MJ Blog

Just a little blog about my Raspberry Pi experiences

Starting Up

After taking a Photo from my RPi, I took my first steps. I downloaded the Debian Squeeze Image and deployed it to my tiny 2GB card.

sudo dd if=/tmp/debian6-19-04-2012.img of=/dev/mmcblk0 bs=1M

Quite easy! So I inserted the card into the RPi, connected the Pi via Ethernet to my notebook, took my old Nokia Micro-USB Charger supplying 1200 mA and powered it the first time. But that would have been to simple. I could neither connect via the hostname “raspberrypi” nor via any IP address. I did not put the Pi into my existing Network and did not like to configure any additional DHCP services. Only solution was (I thought!) to plug an USB keyboard and try to configure the network interface blindly. I could not attach any monitors because my TV in another room is the only device with HDMI inputs :(

With the network correctly configured, my ping requests were finally answered by the Pi. But I still couldn’t connect via SSH. The almighty google search revealed that SSH is disabled on Raspberry Pi Debian images. Still typing blindly I tried

sudo service ssh start

and it worked!

The next step was to configure the network in /etc/network/interfaces to a fixed IP:

auto eth0
allow-hotplug eth0
iface eth0 inet static
    address 192.168.2.42
    netmask 255.255.255.0
    gateway 192.168.2.1

and to enable SSH at boot:

mv /boot/boot_enable_ssh.rc /boot/boot.rc

Tried to reboot and after a minute I could login via SSH. You should definitely change the default password to something more secure with

passwd

With SSH working I felt quite happy and plugged it in my switch in the other room. I also wanted to have the console on my TV and used an HDMI cable. After the bootup I issued

startx

to look at the LXDE interface. It was started in a few seconds, but I did not use it a lot. The browser worked, but was slow as hell. And with no mouse attached it was no fun. I wasted some hours with configuring and testing x11vnc and vlc. I mounted a network share with a test movie in it and tried to play it. It made me sad. Very sad. Neither the 480p xvid nor any 720p mkv played smoothly. The opposite happened. It was like a slideshow with one frame per second. I was unwilling to search for another lightweight video player and it was not my primary use case to make my Raspberry Pi a media station. This was the point I decided to remove all graphical components after the updates.
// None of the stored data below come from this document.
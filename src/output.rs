//! Human and JSON rendering for tasksync CLI commands.
//!
//! JSON output is one envelope per invocation:
//! `{"schema_version": "tasksync.v1", "command": "list", "status": "success", "data": ...}`.
//! Errors use the same envelope with `"status": "error"` and an `error` object.

use std::fmt;

use serde::Serialize;

use crate::error::{exit_codes, Error, Result};
use crate::task::{format_due_date, Task};

pub const SCHEMA_VERSION: &str = "tasksync.v1";

/// Global flags that take a value, so their value is not a command name.
const VALUE_FLAGS: [&str; 3] = ["--server", "--user", "--events"];

#[derive(Debug, Clone, Copy)]
pub struct OutputOptions {
    pub json: bool,
    pub quiet: bool,
}

/// Text report for a command: a header line, then optional sections.
#[derive(Debug, Clone)]
pub struct HumanOutput {
    header: String,
    summary: Vec<(String, String)>,
    details: Vec<String>,
    warnings: Vec<String>,
    next_steps: Vec<String>,
}

impl HumanOutput {
    pub fn new(header: impl Into<String>) -> Self {
        Self {
            header: header.into(),
            summary: Vec::new(),
            details: Vec::new(),
            warnings: Vec::new(),
            next_steps: Vec::new(),
        }
    }

    pub fn push_summary(&mut self, key: impl Into<String>, value: impl Into<String>) {
        self.summary.push((key.into(), value.into()));
    }

    pub fn push_detail(&mut self, value: impl Into<String>) {
        self.details.push(value.into());
    }

    pub fn push_warning(&mut self, value: impl Into<String>) {
        self.warnings.push(value.into());
    }

    pub fn push_next_step(&mut self, value: impl Into<String>) {
        self.next_steps.push(value.into());
    }
}

impl fmt::Display for HumanOutput {
    fn fmt(&self, f: &mut fmt::Formatter<'_>) -> fmt::Result {
        f.write_str(&self.header)?;

        if !self.summary.is_empty() {
            f.write_str("\n\nSummary:")?;
            for (key, value) in &self.summary {
                if value.is_empty() {
                    write!(f, "\n- {key}")?;
                } else {
                    write!(f, "\n- {key}: {value}")?;
                }
            }
        }

        for (title, items) in [
            ("Details", &self.details),
            ("Warnings", &self.warnings),
            ("Next steps", &self.next_steps),
        ] {
            if items.is_empty() {
                continue;
            }
            write!(f, "\n\n{title}:")?;
            for item in items {
                write!(f, "\n- {item}")?;
            }
        }
        Ok(())
    }
}

pub fn format_human(output: &HumanOutput) -> String {
    output.to_string()
}

#[derive(Serialize)]
struct Envelope<'a, T: Serialize> {
    schema_version: &'static str,
    command: &'a str,
    #[serde(flatten)]
    outcome: Outcome<'a, T>,
}

#[derive(Serialize)]
#[serde(tag = "status", rename_all = "lowercase")]
enum Outcome<'a, T: Serialize> {
    Success {
        data: &'a T,
        #[serde(skip_serializing_if = "Vec::is_empty")]
        warnings: Vec<String>,
        #[serde(skip_serializing_if = "Vec::is_empty")]
        next_steps: Vec<String>,
    },
    Error {
        error: ErrorBody,
        #[serde(skip_serializing_if = "Vec::is_empty")]
        next_steps: Vec<String>,
    },
}

#[derive(Serialize)]
struct ErrorBody {
    message: String,
    code: i32,
    kind: &'static str,
    #[serde(skip_serializing_if = "Option::is_none")]
    details: Option<serde_json::Value>,
}

fn print_envelope<T: Serialize>(command: &str, outcome: Outcome<'_, T>) -> Result<()> {
    let envelope = Envelope {
        schema_version: SCHEMA_VERSION,
        command,
        outcome,
    };
    println!("{}", serde_json::to_string_pretty(&envelope)?);
    Ok(())
}

pub fn emit_success<T: Serialize>(
    options: OutputOptions,
    command: &str,
    data: &T,
    human: Option<&HumanOutput>,
) -> Result<()> {
    if options.json {
        let (warnings, next_steps) = human
            .map(|h| (h.warnings.clone(), h.next_steps.clone()))
            .unwrap_or_default();
        return print_envelope(
            command,
            Outcome::Success {
                data,
                warnings,
                next_steps,
            },
        );
    }

    match human {
        Some(human) if !options.quiet => println!("{human}"),
        _ => {}
    }
    Ok(())
}

pub fn emit_error(command: &str, err: &Error, json: bool) -> Result<()> {
    let next_steps = error_next_steps(err);
    if json {
        let error = ErrorBody {
            message: err.to_string(),
            code: err.exit_code(),
            kind: error_kind(err),
            details: err.details(),
        };
        return print_envelope::<()>(command, Outcome::Error { error, next_steps });
    }

    eprintln!("error: {err}");
    if let Some(hint) = next_steps.first() {
        eprintln!("hint: {hint}");
    }
    Ok(())
}

/// One list line: `[x] t1  Title  (high, due 2024-06-01)`.
pub fn format_task_line(task: &Task) -> String {
    let mark = if task.completed { "x" } else { " " };
    let id = task.id.as_deref().unwrap_or("-");
    let mut meta = vec![task.priority.to_string()];
    if let Some(due) = &task.due_date {
        meta.push(format!("due {}", format_due_date(due)));
    }
    format!("[{mark}] {id}  {}  ({})", task.title, meta.join(", "))
}

/// Command name for error envelopes, recovered from the raw arguments when
/// clap never got to run.
pub fn infer_command_name_from_args() -> String {
    command_name(std::env::args().skip(1))
}

fn command_name(args: impl IntoIterator<Item = String>) -> String {
    let mut words: Vec<String> = Vec::new();
    let mut args = args.into_iter();
    while let Some(arg) = args.next() {
        if VALUE_FLAGS.contains(&arg.as_str()) {
            args.next();
            continue;
        }
        if arg.starts_with('-') {
            continue;
        }
        words.push(arg);
        // Only `config` has subcommands.
        if words.len() == 2 || words[0] != "config" {
            break;
        }
    }
    if words.is_empty() {
        "tasksync".to_string()
    } else {
        words.join(" ")
    }
}

fn error_kind(err: &Error) -> &'static str {
    match err.exit_code() {
        exit_codes::USER_ERROR => "user_error",
        _ => "operation_failed",
    }
}

fn error_next_steps(err: &Error) -> Vec<String> {
    let step = match err {
        Error::InvalidConfig(_) => "fix .tasksync.toml then retry",
        Error::TaskNotFound(_) => "tasksync list",
        Error::Transport(_) => "check server.base_url or pass --server",
        Error::ChannelClosed(_) => "restart `tasksync watch`",
        _ => return Vec::new(),
    };
    vec![step.to_string()]
}

#[cfg(test)]
mod tests {
    use super::*;

    fn args(raw: &[&str]) -> Vec<String> {
        raw.iter().map(|arg| arg.to_string()).collect()
    }

    #[test]
    fn command_name_skips_global_flag_values() {
        assert_eq!(command_name(args(&["--server", "http://x", "list"])), "list");
        assert_eq!(command_name(args(&["--json", "show", "t1"])), "show");
        assert_eq!(command_name(args(&["config", "--json", "init"])), "config init");
        assert_eq!(command_name(args(&["--quiet"])), "tasksync");
    }

    #[test]
    fn error_envelope_shape() {
        let envelope: Envelope<'_, ()> = Envelope {
            schema_version: SCHEMA_VERSION,
            command: "show",
            outcome: Outcome::Error {
                error: ErrorBody {
                    message: "Task not found: t9".to_string(),
                    code: 2,
                    kind: error_kind(&Error::TaskNotFound("t9".to_string())),
                    details: None,
                },
                next_steps: vec!["tasksync list".to_string()],
            },
        };
        let value = serde_json::to_value(&envelope).expect("encode");
        assert_eq!(value["status"], "error");
        assert_eq!(value["command"], "show");
        assert_eq!(value["error"]["kind"], "user_error");
        assert_eq!(value["next_steps"][0], "tasksync list");
        assert!(value.get("data").is_none());
    }

    #[test]
    fn success_envelope_omits_empty_lists() {
        let data = serde_json::json!({"tasks": 0});
        let envelope = Envelope {
            schema_version: SCHEMA_VERSION,
            command: "list",
            outcome: Outcome::Success {
                data: &data,
                warnings: Vec::new(),
                next_steps: Vec::new(),
            },
        };
        let value = serde_json::to_value(&envelope).expect("encode");
        assert_eq!(value["schema_version"], "tasksync.v1");
        assert_eq!(value["status"], "success");
        assert_eq!(value["data"]["tasks"], 0);
        assert!(value.get("warnings").is_none());
    }

    #[test]
    fn server_errors_are_operation_failures() {
        let err = Error::Server {
            status: 500,
            message: None,
        };
        assert_eq!(error_kind(&err), "operation_failed");
        assert!(error_next_steps(&err).is_empty());
    }
}
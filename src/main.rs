//! tasksync - task list client
//!
//! Reads and edits tasks on a task server and follows its push notifications.

use clap::Parser;
use tasksync::cli::Cli;
use tasksync::output::{emit_error, infer_command_name_from_args};
use tracing_subscriber::{fmt, prelude::*, EnvFilter};

fn main() {
    // Tracing is opt-in via RUST_LOG.
    // Ignore invalid or huge filters so startup never fails on them.
    let filter = std::env::var("RUST_LOG")
        .ok()
        .and_then(|raw| {
            let raw = raw.trim();
            if raw.is_empty() || raw.len() > 4096 {
                return None;
            }
            EnvFilter::try_new(raw).ok()
        })
        .unwrap_or_else(|| EnvFilter::new("off"));

    tracing_subscriber::registry()
        .with(fmt::layer().with_writer(std::io::stderr))
        .with(filter)
        .init();

    let command = infer_command_name_from_args();
    let cli = Cli::parse();
    let events_to_stdout = cli
        .events
        .as_deref()
        .map(|value| value.trim() == "-")
        .unwrap_or(false);
    let json = cli.json && !events_to_stdout;
    if let Err(err) = cli.run() {
        let _ = emit_error(&command, &err, json);
        std::process::exit(err.exit_code());
    }
}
At a later time I will try it again with Raspbmc when it reaches a stable state.

df -h

I had only 30 MB of space after the necessary updates:

sudo apt-get update
sudo apt-get upgrade

There were 42 updates to install but my RPi died on downloading the packages without any errors. It just froze completely. After the reboot downloading and installing the packages was successful.

sudo apt-get remove lxde

The removal took some minutes because of the dependencies also being removed. Afterwards I had almost 200 Megs of free space. This was day 1 of playing with the Raspberry Pi.